# Some thoughts on data formats

## Scenario file

Consisting of the following 'tables':

* one for each heterogeneous markov chain (size currently around 9k but rises exponentially with number of activities), of which there will be one for each person type
* one for all dwellings with ~100k entries, including all thermal traits, a geolocation, and an ID to UKBuildings
* one for all people with ~250k entries, mainly a link to a dwelling and a link to a markov chain

## Simulation results

Working assumptions:

* all simulation results fit in memory, which increases the number of possible solutions and is a simplifcation
* results aren't compressed in memory

In [None]:
from collections import namedtuple
from enum import Enum

import numpy as np

In [None]:
Variable = namedtuple('Variable', ['name', 'dtype', 'domain'])


class Domain(Enum):
    DWELLING = (101955)
    RESIDENT = (254926)
    
    def __init__(self, number):
        self.number = number
        

def analyse_size_of_result_in_giga_bytes(variables, number_time_steps):
    print("{} steps".format(number_time_steps))
    print("{}".format(", ".join(["{} ({})".format(var.name, var.dtype) for var in variables])))
    print("")
    bytesize_dwellings = sum([var.dtype.itemsize * var.domain.number * number_time_steps 
                             for var in variables if var.domain == Domain.DWELLING])
    bytesize_residents = sum([var.dtype.itemsize * var.domain.number * number_time_steps 
                             for var in variables if var.domain == Domain.RESIDENT])
    print("{:.2f} GB necessary for residents".format(bytes_to_giga_bytes(bytesize_residents)))
    print("{:.2f} GB necessary for dwellings".format(bytes_to_giga_bytes(bytesize_dwellings)))
    print("{:.2f} GB necessary in total".format(bytes_to_giga_bytes(bytesize_dwellings + bytesize_residents)))
    


def bytes_to_giga_bytes(bytesize):
    return bytesize / 1024 / 1024 / 1024

In [None]:
variables = [
    Variable('temperature', np.dtype(np.float32), Domain.DWELLING),
    Variable('thermal_power', np.dtype(np.float32), Domain.DWELLING),
    Variable('activity', np.dtype(np.int8), Domain.RESIDENT),
]

analyse_size_of_result_in_giga_bytes(variables, 8760 * 6)

Storing all data is too much.
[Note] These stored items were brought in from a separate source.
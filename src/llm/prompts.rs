//! Prompt templates

use crate::client::models::{Issue, Repository, UserProfile};
use crate::profile::TechProfile;

use super::SkillRequirement;

/// Appended to every prompt
pub const JSON_ONLY_SUFFIX: &str =
    "\nPlease respond with ONLY the JSON object, no markdown or other text.";

fn or_placeholder<'a>(value: Option<&'a str>, placeholder: &'a str) -> &'a str {
    match value {
        Some(v) if !v.trim().is_empty() => v,
        _ => placeholder,
    }
}

pub fn issue_requirements(issue: &Issue) -> String {
    format!(
        r#"Analyze this GitHub issue and identify required skills:

Issue Title: {title}
Labels: {labels}
Description: {body}

Based on this information, create a JSON object detailing:
1. Required programming languages
2. Required frameworks and libraries
3. Required technical knowledge
4. Required experience level
5. Issue complexity and priority

Return a JSON object with these exact keys:
{{
  "required_languages": ["list of required programming languages"],
  "required_frameworks": ["list of required frameworks"],
  "required_domain_knowledge": ["list of required technical knowledge"],
  "experience_level": "beginner/intermediate/advanced",
  "priority": "low/medium/high",
  "complexity": "low/medium/high"
}}"#,
        title = issue.title,
        labels = issue.labels.join(", "),
        body = or_placeholder(issue.body.as_deref(), "No description provided"),
    )
}

pub fn compare_skills(tech: &TechProfile, required: &SkillRequirement) -> String {
    let user = serde_json::to_string_pretty(tech).unwrap_or_else(|_| "{}".to_string());
    let issue = serde_json::to_string_pretty(required).unwrap_or_else(|_| "{}".to_string());

    format!(
        r#"Compare these user skills and issue requirements:

User Skills:
{user}

Issue Requirements:
{issue}

Analyze the match and return a JSON object with these exact keys:
{{
  "matching_skills": ["list of skills the user has that match requirements"],
  "missing_skills": ["list of required skills the user is missing"],
  "match_percentage": 85.5,
  "match_level": "Strong Match/Partial Match/Weak Match",
  "experience_match": "Meets Requirements/Below Requirements/Exceeds Requirements"
}}"#
    )
}

pub fn assess_profile(profile: &UserProfile, repositories: &[Repository]) -> String {
    let repo_details: String = repositories
        .iter()
        .map(|repo| {
            format!(
                "\nRepository: {}\nDescription: {}\nLanguage: {}\nTopics: {}\nStars: {}\nForks: {}\n",
                repo.name,
                or_placeholder(repo.description.as_deref(), "No description"),
                or_placeholder(repo.language.as_deref(), "Not specified"),
                repo.topics.join(", "),
                repo.stars,
                repo.forks,
            )
        })
        .collect();

    let user = &profile.user;
    format!(
        r#"Analyze this GitHub user's profile and provide a detailed skill assessment:

User Profile:
- Username: {username}
- Public Repos: {public_repos}
- Bio: {bio}
- Location: {location}
- Company: {company}

Repository Information:
{repo_details}

Based on this information, create a JSON object with:
1. Primary programming languages they use
2. Frameworks and libraries they're familiar with
3. Development tools they use
4. Technical domains they work in
5. Skill levels for each identified skill

Return a JSON object with these exact keys:
{{
  "primary_languages": ["list of main programming languages"],
  "frameworks": ["list of frameworks and libraries"],
  "tools": ["list of development tools"],
  "domains": ["list of technical domains"],
  "skill_levels": {{"skill_name": "beginner/intermediate/advanced"}}
}}"#,
        username = profile.username,
        public_repos = user.public_repos,
        bio = or_placeholder(user.bio.as_deref(), "Not provided"),
        location = or_placeholder(user.location.as_deref(), "Not provided"),
        company = or_placeholder(user.company.as_deref(), "Not provided"),
    )
}
//! Local disk cache for GitHub responses
//!
//! One JSON file per logical key with a fixed TTL. Every fetch made by the
//! [`SourceClient`] is cache-first so repeated analyses of the same user stay
//! well inside the upstream quota.

pub mod client;
pub mod key;
pub mod storage;

use std::time::Duration;

/// Cache TTL configuration
pub struct CacheTtl;

impl CacheTtl {
    /// Profiles, repositories and issues all share one freshness window
    pub const DEFAULT: Duration = Duration::from_secs(60 * 60); // 1 hr
}

// Re-export main types
pub use client::{Fetched, SourceClient};
pub use key::keys;
pub use storage::CacheStorage;
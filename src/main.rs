//! skillmatch - match a developer's GitHub footprint against open issues

use clap::{CommandFactory, Parser};

mod cache;
mod cli;
mod client;
mod clock;
mod config;
mod error;
mod llm;
mod models;
mod output;
mod profile;
mod recommend;

use cli::recommend::RecommendArgs;
use cli::{CacheCommands, Cli, Commands, GlobalOptions};
use error::Result;

#[tokio::main]
async fn main() {
    if let Err(err) = run().await {
        eprintln!("Error: {}", err);
        std::process::exit(1);
    }
}

/// `warn` by default, `debug` with --debug; `RUST_LOG` overrides both
fn init_logging(debug: bool) {
    let default = if debug { "debug" } else { "warn" };
    env_logger::Builder::from_env(env_logger::Env::default().default_filter_or(default))
        .format_timestamp(None)
        .init();
}

async fn run() -> Result<()> {
    let cli = Cli::parse();
    init_logging(cli.debug);

    let opts = GlobalOptions::from_cli(&cli);

    match cli.command {
        Commands::Status => cli::status::run(&opts),
        Commands::Version => {
            println!("skillmatch version {}", env!("CARGO_PKG_VERSION"));
            Ok(())
        }
        Commands::Profile {
            username,
            assess,
            repo_limit,
        } => cli::profile::run(&opts, &username, assess, repo_limit).await,
        Commands::Repos { username, limit } => cli::repo::run(&opts, &username, limit).await,
        Commands::Skills {
            username,
            repo_limit,
        } => cli::skills::run(&opts, &username, repo_limit).await,
        Commands::Issues { repo, limit } => cli::issues::run(&opts, &repo, limit).await,
        Commands::Recommend {
            username,
            repo,
            issues_file,
            issue_limit,
            limit,
            min_score,
            repo_limit,
        } => {
            let args = RecommendArgs {
                username,
                repo,
                issues_file,
                issue_limit,
                limit,
                min_score,
                repo_limit,
            };
            cli::recommend::run(&opts, args).await
        }
        Commands::RateLimit => cli::rate_limit::run(&opts).await,
        Commands::Cache(cache_cmd) => match cache_cmd {
            CacheCommands::Status => cli::cache::status(&opts),
            CacheCommands::Clear => cli::cache::clear(&opts),
            CacheCommands::Path => cli::cache::path(&opts),
        },
        Commands::Completion { shell } => {
            clap_complete::generate(
                shell,
                &mut Cli::command(),
                "skillmatch",
                &mut std::io::stdout(),
            );
            Ok(())
        }
    }
}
Not only will it be difficult to keep all results in memory, but also it is most probably more than we need.

Reducing the temporal resolution to 1h might be a solution, even though it might be difficult to downscale people activity. In any case that would lead to:

In [None]:
variables = [
    Variable('temperature', np.dtype(np.float32), Domain.DWELLING),
    Variable('thermal_power', np.dtype(np.float32), Domain.DWELLING),
    Variable('activity', np.dtype(np.int8), Domain.RESIDENT),
]

analyse_size_of_result_in_giga_bytes(variables, 8760)

Which is doable, but still a lot. Would it be possible to use 16bit floats for some of the variables?

In [None]:
print(np.finfo(np.dtype(np.float32)))
print(np.finfo(np.dtype(np.float16)))

The resolution of the 16bit floating point should be enough for temperature and thermal power. Storing thermal power in kW will ensure values will fit into 16bit range.

In [None]:
variables = [
    Variable('temperature', np.dtype(np.float16), Domain.DWELLING),
    Variable('thermal_power', np.dtype(np.float16), Domain.DWELLING),
    Variable('activity', np.dtype(np.int8), Domain.RESIDENT),
]

analyse_size_of_result_in_giga_bytes(variables, 8760)

This looks better, but must ensure its precise enough.